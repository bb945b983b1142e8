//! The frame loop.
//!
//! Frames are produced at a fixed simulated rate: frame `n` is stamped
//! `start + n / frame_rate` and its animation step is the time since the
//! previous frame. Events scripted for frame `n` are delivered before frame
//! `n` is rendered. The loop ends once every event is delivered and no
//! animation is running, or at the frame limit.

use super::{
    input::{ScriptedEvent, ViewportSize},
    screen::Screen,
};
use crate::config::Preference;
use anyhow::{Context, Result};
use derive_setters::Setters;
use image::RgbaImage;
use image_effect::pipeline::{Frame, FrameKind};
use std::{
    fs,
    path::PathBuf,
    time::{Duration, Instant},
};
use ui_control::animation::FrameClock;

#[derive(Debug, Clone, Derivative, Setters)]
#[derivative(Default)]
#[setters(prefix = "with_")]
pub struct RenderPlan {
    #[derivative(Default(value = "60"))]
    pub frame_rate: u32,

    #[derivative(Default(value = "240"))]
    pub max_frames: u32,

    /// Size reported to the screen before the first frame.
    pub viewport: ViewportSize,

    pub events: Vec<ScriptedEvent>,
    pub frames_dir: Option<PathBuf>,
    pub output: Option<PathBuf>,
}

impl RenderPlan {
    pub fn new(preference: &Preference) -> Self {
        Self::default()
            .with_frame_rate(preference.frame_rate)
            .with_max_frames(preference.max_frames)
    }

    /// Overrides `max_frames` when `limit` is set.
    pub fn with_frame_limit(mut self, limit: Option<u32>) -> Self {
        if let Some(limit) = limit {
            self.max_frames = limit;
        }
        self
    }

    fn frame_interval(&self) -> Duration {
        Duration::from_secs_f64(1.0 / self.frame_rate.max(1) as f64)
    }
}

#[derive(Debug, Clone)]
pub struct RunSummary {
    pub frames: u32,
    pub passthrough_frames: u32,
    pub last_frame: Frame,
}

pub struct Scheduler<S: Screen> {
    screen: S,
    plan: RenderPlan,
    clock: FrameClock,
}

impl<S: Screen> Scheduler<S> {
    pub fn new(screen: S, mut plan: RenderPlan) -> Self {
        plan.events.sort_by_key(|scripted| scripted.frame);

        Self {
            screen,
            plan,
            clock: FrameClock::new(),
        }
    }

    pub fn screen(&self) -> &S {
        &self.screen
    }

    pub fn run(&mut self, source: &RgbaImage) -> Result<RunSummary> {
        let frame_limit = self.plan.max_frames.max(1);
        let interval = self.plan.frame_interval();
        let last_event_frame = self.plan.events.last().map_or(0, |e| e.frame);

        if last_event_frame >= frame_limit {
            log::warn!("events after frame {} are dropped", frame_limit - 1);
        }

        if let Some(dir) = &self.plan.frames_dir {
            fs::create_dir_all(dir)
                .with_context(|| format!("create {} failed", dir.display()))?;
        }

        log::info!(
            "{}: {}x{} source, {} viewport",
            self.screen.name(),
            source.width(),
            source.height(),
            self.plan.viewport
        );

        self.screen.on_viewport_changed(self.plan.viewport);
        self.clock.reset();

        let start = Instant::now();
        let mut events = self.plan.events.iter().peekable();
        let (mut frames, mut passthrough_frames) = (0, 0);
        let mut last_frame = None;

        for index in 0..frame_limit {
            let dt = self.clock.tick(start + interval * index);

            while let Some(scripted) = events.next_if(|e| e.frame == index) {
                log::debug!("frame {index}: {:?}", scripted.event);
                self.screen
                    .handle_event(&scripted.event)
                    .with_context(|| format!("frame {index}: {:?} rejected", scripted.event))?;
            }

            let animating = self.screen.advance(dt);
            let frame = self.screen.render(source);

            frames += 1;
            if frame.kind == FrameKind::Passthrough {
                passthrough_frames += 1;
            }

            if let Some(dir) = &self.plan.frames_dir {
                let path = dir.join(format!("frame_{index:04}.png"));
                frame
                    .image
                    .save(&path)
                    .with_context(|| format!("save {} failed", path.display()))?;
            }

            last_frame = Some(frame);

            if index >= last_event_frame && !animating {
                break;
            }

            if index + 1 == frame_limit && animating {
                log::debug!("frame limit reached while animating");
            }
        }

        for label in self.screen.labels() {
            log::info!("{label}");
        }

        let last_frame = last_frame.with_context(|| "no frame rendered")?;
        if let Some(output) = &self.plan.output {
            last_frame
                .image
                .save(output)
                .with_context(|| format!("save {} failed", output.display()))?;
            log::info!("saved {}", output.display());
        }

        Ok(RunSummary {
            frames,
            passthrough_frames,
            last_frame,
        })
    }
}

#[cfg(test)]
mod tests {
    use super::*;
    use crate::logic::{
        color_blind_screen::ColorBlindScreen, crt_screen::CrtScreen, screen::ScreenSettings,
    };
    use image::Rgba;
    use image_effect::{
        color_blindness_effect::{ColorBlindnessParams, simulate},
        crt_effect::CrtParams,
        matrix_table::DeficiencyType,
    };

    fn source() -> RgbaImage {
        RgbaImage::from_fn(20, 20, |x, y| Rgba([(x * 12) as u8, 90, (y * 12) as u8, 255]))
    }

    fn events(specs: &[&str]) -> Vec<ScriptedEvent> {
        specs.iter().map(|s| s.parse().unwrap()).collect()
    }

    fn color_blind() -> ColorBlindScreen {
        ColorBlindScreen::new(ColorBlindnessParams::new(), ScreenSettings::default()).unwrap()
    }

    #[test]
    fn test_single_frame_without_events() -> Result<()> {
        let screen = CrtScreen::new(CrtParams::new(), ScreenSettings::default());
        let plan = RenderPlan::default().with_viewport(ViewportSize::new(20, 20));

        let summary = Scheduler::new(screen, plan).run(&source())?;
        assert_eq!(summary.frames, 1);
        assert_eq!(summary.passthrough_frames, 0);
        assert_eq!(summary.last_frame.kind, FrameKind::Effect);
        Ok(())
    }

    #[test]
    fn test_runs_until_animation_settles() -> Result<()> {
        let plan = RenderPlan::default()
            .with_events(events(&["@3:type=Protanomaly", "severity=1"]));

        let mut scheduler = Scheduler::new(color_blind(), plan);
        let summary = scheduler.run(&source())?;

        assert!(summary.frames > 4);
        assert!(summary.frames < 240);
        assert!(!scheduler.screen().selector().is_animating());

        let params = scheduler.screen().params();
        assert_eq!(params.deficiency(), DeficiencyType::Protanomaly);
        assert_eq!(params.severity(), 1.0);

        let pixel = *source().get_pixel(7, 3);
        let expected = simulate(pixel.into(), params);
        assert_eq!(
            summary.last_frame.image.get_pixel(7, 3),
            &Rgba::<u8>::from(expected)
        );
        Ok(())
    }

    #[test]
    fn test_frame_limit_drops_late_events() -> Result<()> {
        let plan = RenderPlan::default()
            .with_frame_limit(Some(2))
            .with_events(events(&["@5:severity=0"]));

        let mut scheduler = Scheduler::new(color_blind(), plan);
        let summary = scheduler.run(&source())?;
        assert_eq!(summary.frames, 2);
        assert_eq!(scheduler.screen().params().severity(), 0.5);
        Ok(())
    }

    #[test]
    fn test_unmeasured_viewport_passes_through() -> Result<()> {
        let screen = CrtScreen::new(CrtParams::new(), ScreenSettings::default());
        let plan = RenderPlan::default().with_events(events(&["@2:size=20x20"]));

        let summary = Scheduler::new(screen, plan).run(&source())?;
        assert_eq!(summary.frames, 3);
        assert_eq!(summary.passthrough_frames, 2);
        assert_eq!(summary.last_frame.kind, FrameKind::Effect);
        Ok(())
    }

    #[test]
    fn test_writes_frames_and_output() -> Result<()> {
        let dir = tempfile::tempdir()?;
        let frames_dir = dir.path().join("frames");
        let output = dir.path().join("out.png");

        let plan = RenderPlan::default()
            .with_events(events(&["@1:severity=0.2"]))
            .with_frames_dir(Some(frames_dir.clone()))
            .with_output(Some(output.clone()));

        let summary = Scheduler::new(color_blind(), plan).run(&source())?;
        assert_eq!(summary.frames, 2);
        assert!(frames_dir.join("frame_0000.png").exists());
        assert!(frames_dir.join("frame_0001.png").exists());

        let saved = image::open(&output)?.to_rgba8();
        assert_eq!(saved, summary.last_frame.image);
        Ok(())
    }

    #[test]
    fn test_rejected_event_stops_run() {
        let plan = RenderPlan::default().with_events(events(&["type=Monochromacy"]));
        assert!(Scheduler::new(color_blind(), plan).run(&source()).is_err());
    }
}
* * *
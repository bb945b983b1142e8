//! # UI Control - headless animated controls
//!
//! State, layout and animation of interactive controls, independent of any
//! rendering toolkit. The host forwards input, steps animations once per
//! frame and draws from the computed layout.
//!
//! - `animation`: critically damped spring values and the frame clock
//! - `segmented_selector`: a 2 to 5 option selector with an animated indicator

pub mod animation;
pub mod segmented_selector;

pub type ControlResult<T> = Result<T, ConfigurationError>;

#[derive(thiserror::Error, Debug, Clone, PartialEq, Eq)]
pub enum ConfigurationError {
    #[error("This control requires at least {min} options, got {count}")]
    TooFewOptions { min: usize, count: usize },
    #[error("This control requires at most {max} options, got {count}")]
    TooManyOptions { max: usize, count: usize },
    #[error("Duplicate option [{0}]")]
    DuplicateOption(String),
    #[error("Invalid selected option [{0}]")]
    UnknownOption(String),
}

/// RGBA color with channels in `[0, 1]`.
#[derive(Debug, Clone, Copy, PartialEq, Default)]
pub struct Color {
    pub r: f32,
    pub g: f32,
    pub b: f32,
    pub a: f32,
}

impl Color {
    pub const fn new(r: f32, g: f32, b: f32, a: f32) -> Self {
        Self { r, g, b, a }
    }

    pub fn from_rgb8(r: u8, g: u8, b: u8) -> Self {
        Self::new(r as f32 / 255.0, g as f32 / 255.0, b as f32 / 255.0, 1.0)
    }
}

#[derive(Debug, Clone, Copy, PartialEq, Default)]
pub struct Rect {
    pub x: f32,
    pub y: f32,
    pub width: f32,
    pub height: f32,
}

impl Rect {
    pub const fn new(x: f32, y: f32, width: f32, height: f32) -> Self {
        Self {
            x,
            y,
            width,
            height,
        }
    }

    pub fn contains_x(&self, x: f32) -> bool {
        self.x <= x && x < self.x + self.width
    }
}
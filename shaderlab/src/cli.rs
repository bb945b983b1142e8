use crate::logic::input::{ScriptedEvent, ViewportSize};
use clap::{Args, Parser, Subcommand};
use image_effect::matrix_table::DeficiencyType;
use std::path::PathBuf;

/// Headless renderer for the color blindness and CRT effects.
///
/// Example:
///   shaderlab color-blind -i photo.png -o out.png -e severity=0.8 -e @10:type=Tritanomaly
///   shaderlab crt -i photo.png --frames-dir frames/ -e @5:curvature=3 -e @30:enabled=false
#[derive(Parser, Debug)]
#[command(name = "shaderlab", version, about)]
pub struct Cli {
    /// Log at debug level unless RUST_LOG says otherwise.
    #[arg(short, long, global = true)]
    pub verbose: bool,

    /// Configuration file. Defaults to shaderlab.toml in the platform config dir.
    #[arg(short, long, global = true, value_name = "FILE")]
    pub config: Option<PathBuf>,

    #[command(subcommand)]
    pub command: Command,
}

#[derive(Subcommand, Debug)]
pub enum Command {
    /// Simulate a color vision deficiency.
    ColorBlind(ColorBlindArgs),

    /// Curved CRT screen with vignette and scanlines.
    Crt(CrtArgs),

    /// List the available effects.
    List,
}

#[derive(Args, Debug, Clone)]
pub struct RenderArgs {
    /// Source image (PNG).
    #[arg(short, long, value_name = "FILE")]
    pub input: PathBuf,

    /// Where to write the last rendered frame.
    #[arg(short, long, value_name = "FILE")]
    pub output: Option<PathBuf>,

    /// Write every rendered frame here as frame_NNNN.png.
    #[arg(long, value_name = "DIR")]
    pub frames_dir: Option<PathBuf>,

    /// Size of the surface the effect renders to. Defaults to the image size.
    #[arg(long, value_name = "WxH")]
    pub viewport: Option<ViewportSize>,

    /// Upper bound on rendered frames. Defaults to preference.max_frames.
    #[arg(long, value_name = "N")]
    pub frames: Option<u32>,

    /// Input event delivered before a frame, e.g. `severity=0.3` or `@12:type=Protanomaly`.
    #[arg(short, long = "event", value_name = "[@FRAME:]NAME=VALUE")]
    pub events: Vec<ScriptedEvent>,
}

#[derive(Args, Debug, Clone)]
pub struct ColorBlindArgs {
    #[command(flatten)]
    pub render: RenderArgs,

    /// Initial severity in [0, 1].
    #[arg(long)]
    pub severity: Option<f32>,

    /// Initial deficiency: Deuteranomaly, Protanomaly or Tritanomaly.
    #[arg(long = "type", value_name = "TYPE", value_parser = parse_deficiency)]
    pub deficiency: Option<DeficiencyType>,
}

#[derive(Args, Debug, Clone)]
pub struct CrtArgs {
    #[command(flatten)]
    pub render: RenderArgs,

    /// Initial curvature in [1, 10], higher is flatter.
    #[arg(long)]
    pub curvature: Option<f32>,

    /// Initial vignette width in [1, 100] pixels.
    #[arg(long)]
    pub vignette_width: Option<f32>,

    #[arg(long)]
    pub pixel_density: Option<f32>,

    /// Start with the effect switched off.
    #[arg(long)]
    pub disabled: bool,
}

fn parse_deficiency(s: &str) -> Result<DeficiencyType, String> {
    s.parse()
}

- **THE TASK**:
What lines in the entries contain "Initial"? Report each one by copying it.

- **WRITTEN ANSWER**:
    /// Initial severity in [0, 1].
    /// Initial deficiency: Deuteranomaly, Protanomaly or Tritanomaly.
    /// Initial curvature in [1, 10], higher is flatter.
    /// Initial vignette width in [1, 100] pixels.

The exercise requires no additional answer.